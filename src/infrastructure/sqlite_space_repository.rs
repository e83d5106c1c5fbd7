// SQLite repository for projects and spaces, plus the container lookups used by the stores
use crate::application::error::{Result, StoreError};
use crate::application::space_repository::SpaceRepository;
use crate::domain::space::{DEFAULT_SPACE_NAME, Project, Space};
use crate::infrastructure::database::now_timestamp;
use async_trait::async_trait;
use chrono::{DateTime, Utc};
use sqlx::{SqliteConnection, SqlitePool};
use uuid::Uuid;

#[derive(Debug, Clone)]
pub struct SqliteSpaceRepository {
    pool: SqlitePool,
}

#[derive(Debug, sqlx::FromRow)]
struct DbSpace {
    space_uuid: String,
    name: String,
    project_uuid: String,
    created_at: DateTime<Utc>,
}

impl DbSpace {
    fn into_space(self) -> Result<Space> {
        Ok(Space {
            uuid: parse_uuid(&self.space_uuid)?,
            name: self.name,
            project_uuid: parse_uuid(&self.project_uuid)?,
            created_at: self.created_at,
        })
    }
}

impl SqliteSpaceRepository {
    pub fn new(pool: SqlitePool) -> Self {
        Self { pool }
    }

    async fn insert_space(
        conn: &mut SqliteConnection,
        project_id: i64,
        name: &str,
    ) -> Result<Uuid> {
        let space_uuid = Uuid::new_v4();
        sqlx::query(
            "INSERT INTO spaces (space_uuid, name, project_id, created_at) VALUES (?1, ?2, ?3, ?4)",
        )
        .bind(space_uuid.to_string())
        .bind(name)
        .bind(project_id)
        .bind(now_timestamp())
        .execute(&mut *conn)
        .await?;
        Ok(space_uuid)
    }

    async fn fetch_spaces(conn: &mut SqliteConnection, project_uuid: Uuid) -> Result<Vec<Space>> {
        let rows = sqlx::query_as::<_, DbSpace>(
            r#"
            SELECT s.space_uuid, s.name, p.project_uuid, s.created_at
            FROM spaces s
            JOIN projects p ON p.project_id = s.project_id
            WHERE p.project_uuid = ?1
            ORDER BY s.space_id
            "#,
        )
        .bind(project_uuid.to_string())
        .fetch_all(&mut *conn)
        .await?;

        rows.into_iter().map(DbSpace::into_space).collect()
    }
}

#[async_trait]
impl SpaceRepository for SqliteSpaceRepository {
    async fn create_project(&self, name: &str) -> Result<Project> {
        let project_uuid = Uuid::new_v4();
        let created_at = now_timestamp();

        let mut tx = self.pool.begin().await?;
        let project_id = sqlx::query(
            "INSERT INTO projects (project_uuid, name, created_at) VALUES (?1, ?2, ?3)",
        )
        .bind(project_uuid.to_string())
        .bind(name)
        .bind(&created_at)
        .execute(&mut *tx)
        .await?
        .last_insert_rowid();

        Self::insert_space(&mut *tx, project_id, DEFAULT_SPACE_NAME).await?;

        let created_at: DateTime<Utc> =
            sqlx::query_scalar("SELECT created_at FROM projects WHERE project_id = ?1")
                .bind(project_id)
                .fetch_one(&mut *tx)
                .await?;
        let spaces = Self::fetch_spaces(&mut *tx, project_uuid).await?;
        tx.commit().await?;

        Ok(Project {
            uuid: project_uuid,
            name: name.to_string(),
            created_at,
            spaces,
        })
    }

    async fn create_space(&self, project_uuid: Uuid, name: &str) -> Result<Space> {
        let mut tx = self.pool.begin().await?;
        let project_id: Option<i64> =
            sqlx::query_scalar("SELECT project_id FROM projects WHERE project_uuid = ?1")
                .bind(project_uuid.to_string())
                .fetch_optional(&mut *tx)
                .await?;
        let project_id = project_id.ok_or_else(|| StoreError::not_found("project", project_uuid))?;

        let space_uuid = Self::insert_space(&mut *tx, project_id, name).await?;
        let space = Self::fetch_spaces(&mut *tx, project_uuid)
            .await?
            .into_iter()
            .find(|space| space.uuid == space_uuid)
            .ok_or_else(|| StoreError::unexpected("space missing after insert"))?;
        tx.commit().await?;

        Ok(space)
    }

    async fn list_spaces(&self, project_uuid: Uuid) -> Result<Vec<Space>> {
        let mut conn = self.pool.acquire().await?;
        let exists: Option<i64> =
            sqlx::query_scalar("SELECT project_id FROM projects WHERE project_uuid = ?1")
                .bind(project_uuid.to_string())
                .fetch_optional(&mut *conn)
                .await?;
        if exists.is_none() {
            return Err(StoreError::not_found("project", project_uuid));
        }
        Self::fetch_spaces(&mut *conn, project_uuid).await
    }
}

/// Internal id of the space that new charts in a project are saved to (its oldest space).
pub async fn resolve_project_space(conn: &mut SqliteConnection, project_uuid: Uuid) -> Result<i64> {
    let space_id: Option<i64> = sqlx::query_scalar(
        r#"
        SELECT s.space_id
        FROM spaces s
        JOIN projects p ON p.project_id = s.project_id
        WHERE p.project_uuid = ?1
        ORDER BY s.space_id
        LIMIT 1
        "#,
    )
    .bind(project_uuid.to_string())
    .fetch_optional(&mut *conn)
    .await?;

    space_id.ok_or_else(|| StoreError::not_found("space", project_uuid))
}

/// Internal id of a space from its external uuid.
pub async fn resolve_space(conn: &mut SqliteConnection, space_uuid: Uuid) -> Result<i64> {
    let space_id: Option<i64> =
        sqlx::query_scalar("SELECT space_id FROM spaces WHERE space_uuid = ?1 LIMIT 1")
            .bind(space_uuid.to_string())
            .fetch_optional(&mut *conn)
            .await?;

    space_id.ok_or_else(|| StoreError::not_found("space", space_uuid))
}

/// Parse a uuid read back from a TEXT column.
pub(crate) fn parse_uuid(value: &str) -> Result<Uuid> {
    Uuid::parse_str(value)
        .map_err(|e| StoreError::unexpected(format!("stored uuid \"{}\" is malformed: {}", value, e)))
}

******

**About this exercise**
Hand back the whole listing, exactly as it is.

**Reply**
filename src/infrastructure/sqlite_space_repository.rs
repository e83d5106c1c5fbd7
// SQLite repository for projects and spaces, plus the container lookups used by the stores
use crate::application::error::{Result, StoreError};
use crate::application::space_repository::SpaceRepository;
use crate::domain::space::{DEFAULT_SPACE_NAME, Project, Space};
use crate::infrastructure::database::now_timestamp;
use async_trait::async_trait;
use chrono::{DateTime, Utc};
use sqlx::{SqliteConnection, SqlitePool};
use uuid::Uuid;

#[derive(Debug, Clone)]
pub struct SqliteSpaceRepository {
    pool: SqlitePool,
}

#[derive(Debug, sqlx::FromRow)]
struct DbSpace {
    space_uuid: String,
    name: String,
    project_uuid: String,
    created_at: DateTime<Utc>,
}

impl DbSpace {
    fn into_space(self) -> Result<Space> {
        Ok(Space {
            uuid: parse_uuid(&self.space_uuid)?,
            name: self.name,
            project_uuid: parse_uuid(&self.project_uuid)?,
            created_at: self.created_at,
        })
    }
}

impl SqliteSpaceRepository {
    pub fn new(pool: SqlitePool) -> Self {
        Self { pool }
    }

    async fn insert_space(
        conn: &mut SqliteConnection,
        project_id: i64,
        name: &str,
    ) -> Result<Uuid> {
        let space_uuid = Uuid::new_v4();
        sqlx::query(
            "INSERT INTO spaces (space_uuid, name, project_id, created_at) VALUES (?1, ?2, ?3, ?4)",
        )
        .bind(space_uuid.to_string())
        .bind(name)
        .bind(project_id)
        .bind(now_timestamp())
        .execute(&mut *conn)
        .await?;
        Ok(space_uuid)
    }

    async fn fetch_spaces(conn: &mut SqliteConnection, project_uuid: Uuid) -> Result<Vec<Space>> {
        let rows = sqlx::query_as::<_, DbSpace>(
            r#"
            SELECT s.space_uuid, s.name, p.project_uuid, s.created_at
            FROM spaces s
            JOIN projects p ON p.project_id = s.project_id
            WHERE p.project_uuid = ?1
            ORDER BY s.space_id
            "#,
        )
        .bind(project_uuid.to_string())
        .fetch_all(&mut *conn)
        .await?;

        rows.into_iter().map(DbSpace::into_space).collect()
    }
}

#[async_trait]
impl SpaceRepository for SqliteSpaceRepository {
    async fn create_project(&self, name: &str) -> Result<Project> {
        let project_uuid = Uuid::new_v4();
        let created_at = now_timestamp();

        let mut tx = self.pool.begin().await?;
        let project_id = sqlx::query(
            "INSERT INTO projects (project_uuid, name, created_at) VALUES (?1, ?2, ?3)",
        )
        .bind(project_uuid.to_string())
        .bind(name)
        .bind(&created_at)
        .execute(&mut *tx)
        .await?
        .last_insert_rowid();

        Self::insert_space(&mut *tx, project_id, DEFAULT_SPACE_NAME).await?;

        let created_at: DateTime<Utc> =
            sqlx::query_scalar("SELECT created_at FROM projects WHERE project_id = ?1")
                .bind(project_id)
                .fetch_one(&mut *tx)
                .await?;
        let spaces = Self::fetch_spaces(&mut *tx, project_uuid).await?;
        tx.commit().await?;

        Ok(Project {
            uuid: project_uuid,
            name: name.to_string(),
            created_at,
            spaces,
        })
    }

    async fn create_space(&self, project_uuid: Uuid, name: &str) -> Result<Space> {
        let mut tx = self.pool.begin().await?;
        let project_id: Option<i64> =
            sqlx::query_scalar("SELECT project_id FROM projects WHERE project_uuid = ?1")
                .bind(project_uuid.to_string())
                .fetch_optional(&mut *tx)
                .await?;
        let project_id = project_id.ok_or_else(|| StoreError::not_found("project", project_uuid))?;

        let space_uuid = Self::insert_space(&mut *tx, project_id, name).await?;
        let space = Self::fetch_spaces(&mut *tx, project_uuid)
            .await?
            .into_iter()
            .find(|space| space.uuid == space_uuid)
            .ok_or_else(|| StoreError::unexpected("space missing after insert"))?;
        tx.commit().await?;

        Ok(space)
    }

    async fn list_spaces(&self, project_uuid: Uuid) -> Result<Vec<Space>> {
        let mut conn = self.pool.acquire().await?;
        let exists: Option<i64> =
            sqlx::query_scalar("SELECT project_id FROM projects WHERE project_uuid = ?1")
                .bind(project_uuid.to_string())
                .fetch_optional(&mut *conn)
                .await?;
        if exists.is_none() {
            return Err(StoreError::not_found("project", project_uuid));
        }
        Self::fetch_spaces(&mut *conn, project_uuid).await
    }
}

/// Internal id of the space that new charts in a project are saved to (its oldest space).
pub async fn resolve_project_space(conn: &mut SqliteConnection, project_uuid: Uuid) -> Result<i64> {
    let space_id: Option<i64> = sqlx::query_scalar(
        r#"
        SELECT s.space_id
        FROM spaces s
        JOIN projects p ON p.project_id = s.project_id
        WHERE p.project_uuid = ?1
        ORDER BY s.space_id
        LIMIT 1
        "#,
    )
    .bind(project_uuid.to_string())
    .fetch_optional(&mut *conn)
    .await?;

    space_id.ok_or_else(|| StoreError::not_found("space", project_uuid))
}

/// Internal id of a space from its external uuid.
pub async fn resolve_space(conn: &mut SqliteConnection, space_uuid: Uuid) -> Result<i64> {
    let space_id: Option<i64> =
        sqlx::query_scalar("SELECT space_id FROM spaces WHERE space_uuid = ?1 LIMIT 1")
            .bind(space_uuid.to_string())
            .fetch_optional(&mut *conn)
            .await?;

    space_id.ok_or_else(|| StoreError::not_found("space", space_uuid))
}

/// Parse a uuid read back from a TEXT column.
pub(crate) fn parse_uuid(value: &str) -> Result<Uuid> {
    Uuid::parse_str(value)
        .map_err(|e| StoreError::unexpected(format!("stored uuid \"{}\" is malformed: {}", value, e)))
}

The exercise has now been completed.